Records from a data source
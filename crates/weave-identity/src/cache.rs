use std::sync::Arc;

use dashmap::DashMap;
use once_cell::sync::OnceCell;
use parking_lot::Mutex;

use crate::identifier::ConcreteMixinTypeIdentifier;

#[derive(Debug, Clone, Copy, Default, PartialEq, Eq)]
pub struct CacheStats {
    /// Requests answered from an existing entry.
    pub hits: u64,
    /// Successful generator invocations.
    pub generations: u64,
    /// Generator invocations that returned an error.
    pub failures: u64,
}

/// Generated types keyed by structural identity.
///
/// Each identifier owns a once-cell: concurrent requests for the same
/// identifier run the generator at most once, the others block until the
/// handle is ready, and nobody sees a partially generated type. The map
/// lock is never held while a generator runs, so requests for different
/// identifiers proceed in parallel.
///
/// The cache is an ordinary value. Construct one at startup and share it
/// with an `Arc`; tests take a fresh one.
pub struct ConcreteTypeCache<H> {
    entries: DashMap<ConcreteMixinTypeIdentifier, Arc<OnceCell<Arc<H>>>>,
    stats: Mutex<CacheStats>,
}

impl<H> Default for ConcreteTypeCache<H> {
    fn default() -> Self {
        ConcreteTypeCache { entries: DashMap::new(), stats: Mutex::new(CacheStats::default()) }
    }
}

impl<H> ConcreteTypeCache<H> {
    pub fn new() -> Self {
        Self::default()
    }

    pub fn get_or_generate<F>(&self, identifier: &ConcreteMixinTypeIdentifier, generate: F) -> Arc<H>
    where
        F: FnOnce(&ConcreteMixinTypeIdentifier) -> H,
    {
        let cell = self.cell(identifier);
        let mut generated = false;
        let handle = cell
            .get_or_init(|| {
                generated = true;
                log::info!("generating concrete type for {identifier}");
                Arc::new(generate(identifier))
            })
            .clone();
        self.count(generated);
        handle
    }

    /// Like [`get_or_generate`](Self::get_or_generate) for a fallible
    /// generator. A failure leaves the entry empty; a later request retries.
    pub fn try_get_or_generate<F, E>(&self, identifier: &ConcreteMixinTypeIdentifier, generate: F) -> Result<Arc<H>, E>
    where
        F: FnOnce(&ConcreteMixinTypeIdentifier) -> Result<H, E>,
    {
        let cell = self.cell(identifier);
        let mut generated = false;
        let result = cell.get_or_try_init(|| {
            generated = true;
            log::info!("generating concrete type for {identifier}");
            generate(identifier).map(Arc::new)
        });
        match result {
            Ok(handle) => {
                let handle = handle.clone();
                self.count(generated);
                Ok(handle)
            }
            Err(err) => {
                log::warn!("generation failed for {identifier}");
                self.stats.lock().failures += 1;
                Err(err)
            }
        }
    }

    /// The handle for `identifier` if it has been generated.
    pub fn get(&self, identifier: &ConcreteMixinTypeIdentifier) -> Option<Arc<H>> {
        self.entries.get(identifier).and_then(|entry| entry.value().get().cloned())
    }

    pub fn contains(&self, identifier: &ConcreteMixinTypeIdentifier) -> bool {
        self.get(identifier).is_some()
    }

    /// Number of generated entries.
    pub fn len(&self) -> usize {
        self.entries.iter().filter(|entry| entry.value().get().is_some()).count()
    }

    pub fn is_empty(&self) -> bool {
        self.len() == 0
    }

    pub fn stats(&self) -> CacheStats {
        *self.stats.lock()
    }

    /// Drops every entry and resets the statistics. Generations already in
    /// flight complete against their detached entry.
    pub fn clear(&self) {
        self.entries.clear();
        *self.stats.lock() = CacheStats::default();
        log::debug!("concrete type cache cleared");
    }

    fn cell(&self, identifier: &ConcreteMixinTypeIdentifier) -> Arc<OnceCell<Arc<H>>> {
        if let Some(entry) = self.entries.get(identifier) {
            return entry.value().clone();
        }
        self.entries
            .entry(identifier.clone())
            .or_insert_with(|| Arc::new(OnceCell::new()))
            .value()
            .clone()
    }

    fn count(&self, generated: bool) {
        let mut stats = self.stats.lock();
        if generated {
            stats.generations += 1;
        } else {
            stats.hits += 1;
        }
    }
}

__WHAT YOU ARE ASKED TO DO__
Your answer should consist of the lines above that hold the word "bool", copied exactly.

__OUTPUT FOR THIS EXERCISE__
    pub fn contains(&self, identifier: &ConcreteMixinTypeIdentifier) -> bool {
    pub fn is_empty(&self) -> bool {
    fn count(&self, generated: bool) {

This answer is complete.